• _PROBLEM TO SOLVE_
All entries below must be given again word for word.

• _SUPPLIED MATERIAL_
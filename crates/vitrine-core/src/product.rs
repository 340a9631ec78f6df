//! Product wire shapes and display-ready view models.

use serde::{Deserialize, Serialize};

use crate::money::Money;

/// Unprocessed item shape as received from the catalog endpoint.
///
/// Lives only for the duration of one fetch; the pipeline turns it into
/// a [`ResultItem`] and never retains it.
#[derive(Debug, Clone, PartialEq, Serialize, Deserialize)]
pub struct RawProduct {
    pub id: u64,
    pub title: String,
    pub price: f64,
}

/// A product shaped for rendering.
///
/// `price_display` is always recomputed from `price` by the pipeline; it
/// is `None` when the plain view mode is active.
#[derive(Debug, Clone, PartialEq, Serialize, Deserialize)]
pub struct ResultItem {
    pub id: u64,
    pub title: String,
    pub price: Money,
    #[serde(default, skip_serializing_if = "Option::is_none")]
    pub price_display: Option<String>,
}

/// The committed, renderable outcome of the latest completed search.
///
/// Replaced wholesale on each successful commit, never merged. Item order
/// is the server response order. In enriched mode `total` is the exact
/// cent-sum of the item prices; in plain mode it is absent.
#[derive(Debug, Clone, PartialEq, Default, Serialize, Deserialize)]
pub struct ResultSet {
    pub items: Vec<ResultItem>,
    #[serde(default, skip_serializing_if = "Option::is_none")]
    pub total: Option<Money>,
}

impl ResultSet {
    /// Create an empty result set.
    pub fn empty() -> Self {
        Self::default()
    }

    /// Check if there are no items.
    pub fn is_empty(&self) -> bool {
        self.items.is_empty()
    }

    /// Number of items.
    pub fn len(&self) -> usize {
        self.items.len()
    }
}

• _RESULT_
filename crates/vitrine-core/src/product.rs
repository 340a9631ec78f6df
//! Product wire shapes and display-ready view models.

use serde::{Deserialize, Serialize};

use crate::money::Money;

/// Unprocessed item shape as received from the catalog endpoint.
///
/// Lives only for the duration of one fetch; the pipeline turns it into
/// a [`ResultItem`] and never retains it.
#[derive(Debug, Clone, PartialEq, Serialize, Deserialize)]
pub struct RawProduct {
    pub id: u64,
    pub title: String,
    pub price: f64,
}

/// A product shaped for rendering.
///
/// `price_display` is always recomputed from `price` by the pipeline; it
/// is `None` when the plain view mode is active.
#[derive(Debug, Clone, PartialEq, Serialize, Deserialize)]
pub struct ResultItem {
    pub id: u64,
    pub title: String,
    pub price: Money,
    #[serde(default, skip_serializing_if = "Option::is_none")]
    pub price_display: Option<String>,
}

/// The committed, renderable outcome of the latest completed search.
///
/// Replaced wholesale on each successful commit, never merged. Item order
/// is the server response order. In enriched mode `total` is the exact
/// cent-sum of the item prices; in plain mode it is absent.
#[derive(Debug, Clone, PartialEq, Default, Serialize, Deserialize)]
pub struct ResultSet {
    pub items: Vec<ResultItem>,
    #[serde(default, skip_serializing_if = "Option::is_none")]
    pub total: Option<Money>,
}

impl ResultSet {
    /// Create an empty result set.
    pub fn empty() -> Self {
        Self::default()
    }

    /// Check if there are no items.
    pub fn is_empty(&self) -> bool {
        self.items.is_empty()
    }

    /// Number of items.
    pub fn len(&self) -> usize {
        self.items.len()
    }
}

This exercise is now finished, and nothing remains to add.